From a S&C (Strength & Conditioning) perspective there are some basic principles to a strength training programme which are outlined below:
- SETS: 3-5
- REPS: 1-6
- Time Under Load: 10-30 Seconds
- Number of Exercises: 4-6**
- Load: >80% 1RM
- Rest: 2-5 Minutes
*Number of exercises refers to the main lifts and all accompanying accessory exercises in a given training session.
These are the base principles and when applying them to your own training programme they are the bedrock of a strength training programme but they are not the only thing that needs to be taken into consideration, you as an individual, mobility, flexibility, your goals, previous experience and level of fitness.
There are more advanced training styles, but for the beginner to intermediate simplicity is best!
One programme I always recommend is 5-3-1, when I started out training again about 7 years ago now, I had a great coach down in Salisbury he started me off doing the 5-3-1 strength cycle for the major lifts.

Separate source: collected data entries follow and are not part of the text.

// ABOUTME: Entry point for the keysmith command-line tool
// ABOUTME: Generates SSH key pairs and prints public key fingerprints

use anyhow::Result;
use clap::{Parser, Subcommand};
use keysmith_cli::{commands, GenerateOptions};
use std::path::PathBuf;

#[derive(Parser)]
#[command(name = "keysmith")]
#[command(about = "Generate SSH key pairs and fingerprints")]
#[command(version)]
struct Cli {
    /// Log everything at INFO instead of only keysmith's own events
    #[arg(short, long, global = true)]
    verbose: bool,

    #[command(subcommand)]
    command: Commands,
}

#[derive(Subcommand)]
enum Commands {
    /// Generate a new key pair
    #[command(
        after_help = "The private key is encrypted with the passphrase in KEYSMITH_PASSPHRASE when it is set and non-empty."
    )]
    Generate {
        /// Key type: rsa, ed25519, or ecdsa
        #[arg(short = 't', long = "type")]
        key_type: Option<String>,

        /// Key size in bits (RSA modulus or ECDSA curve: 256, 384, 521)
        #[arg(short, long)]
        bits: Option<u32>,

        /// Comment appended to the public key (e.g., user@host)
        #[arg(short = 'C', long)]
        comment: Option<String>,

        /// Output directory (defaults to ~/.ssh)
        #[arg(short, long)]
        output_dir: Option<String>,

        /// Base filename for <name>.pem and <name>.pub (defaults to id_ssh)
        #[arg(short, long)]
        filename: Option<String>,

        /// Prompt for a passphrase to encrypt the private key (takes precedence
        /// over KEYSMITH_PASSPHRASE)
        #[arg(short = 'p', long)]
        passphrase_prompt: bool,

        /// Path to configuration file (defaults to ~/.config/keysmith/config.toml)
        #[arg(long)]
        config: Option<PathBuf>,
    },

    /// Print the SHA256 fingerprint of a public key file
    Fingerprint {
        /// Path to the .pub file
        path: PathBuf,
    },

    /// List supported key types and sizes
    Algorithms,
}

fn main() -> Result<()> {
    let cli = Cli::parse();

    if cli.verbose {
        keysmith_log::init();
    } else {
        keysmith_log::init_for("keysmith_ssh");
    }

    match cli.command {
        Commands::Generate {
            key_type,
            bits,
            comment,
            output_dir,
            filename,
            passphrase_prompt,
            config,
        } => {
            let options = GenerateOptions {
                key_type,
                bits,
                comment,
                output_dir,
                filename,
                passphrase: std::env::var(commands::PASSPHRASE_ENV).ok(),
                prompt_passphrase: passphrase_prompt,
            };
            commands::generate(options, config.as_deref())
        }
        Commands::Fingerprint { path } => commands::fingerprint(path),
        Commands::Algorithms => commands::algorithms(),
    }
}

#[cfg(test)]
mod tests {
    use super::*;
    use clap::CommandFactory;

    #[test]
    fn test_cli_definition_is_valid() {
        Cli::command().debug_assert();
    }

    #[test]
    fn test_passphrase_is_not_accepted_as_argument() {
        let result = Cli::try_parse_from(["keysmith", "generate", "--passphrase", "hunter2"]);
        assert!(result.is_err());
    }

    #[test]
    fn test_generate_flags_parse() {
        let cli = Cli::try_parse_from([
            "keysmith", "generate", "-t", "ecdsa", "-b", "384", "-C", "me@box", "-p",
        ])
        .expect("should parse");

        match cli.command {
            Commands::Generate {
                key_type,
                bits,
                comment,
                passphrase_prompt,
                ..
            } => {
                assert_eq!(key_type.as_deref(), Some("ecdsa"));
                assert_eq!(bits, Some(384));
                assert_eq!(comment.as_deref(), Some("me@box"));
                assert!(passphrase_prompt);
            }
            _ => panic!("expected generate command"),
        }
    }
}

This programme is a great start from beginners to the experienced and I can’t recommend it enough.
Why is 5-3-1 a fantastic programme?
- It starts light, builds progressively and is structured into 3-4 training sessions per week which are centred around one core lift, squat, deadlift, bench press and strict press.
- After the big lifts, you do complimentary accessory exercises.
- Each training cycle is 4 weeks on an undulating model of increased load, decreased volume and the 4th week is a deload week.
- It is very structured you’re not just picking a weight to lift for 1-6 reps per Set, you are using a percentage of your 1RM and not even your full 1RM all calculations are based off 90% of your 1RM.
- You accomplish a goal with every work out!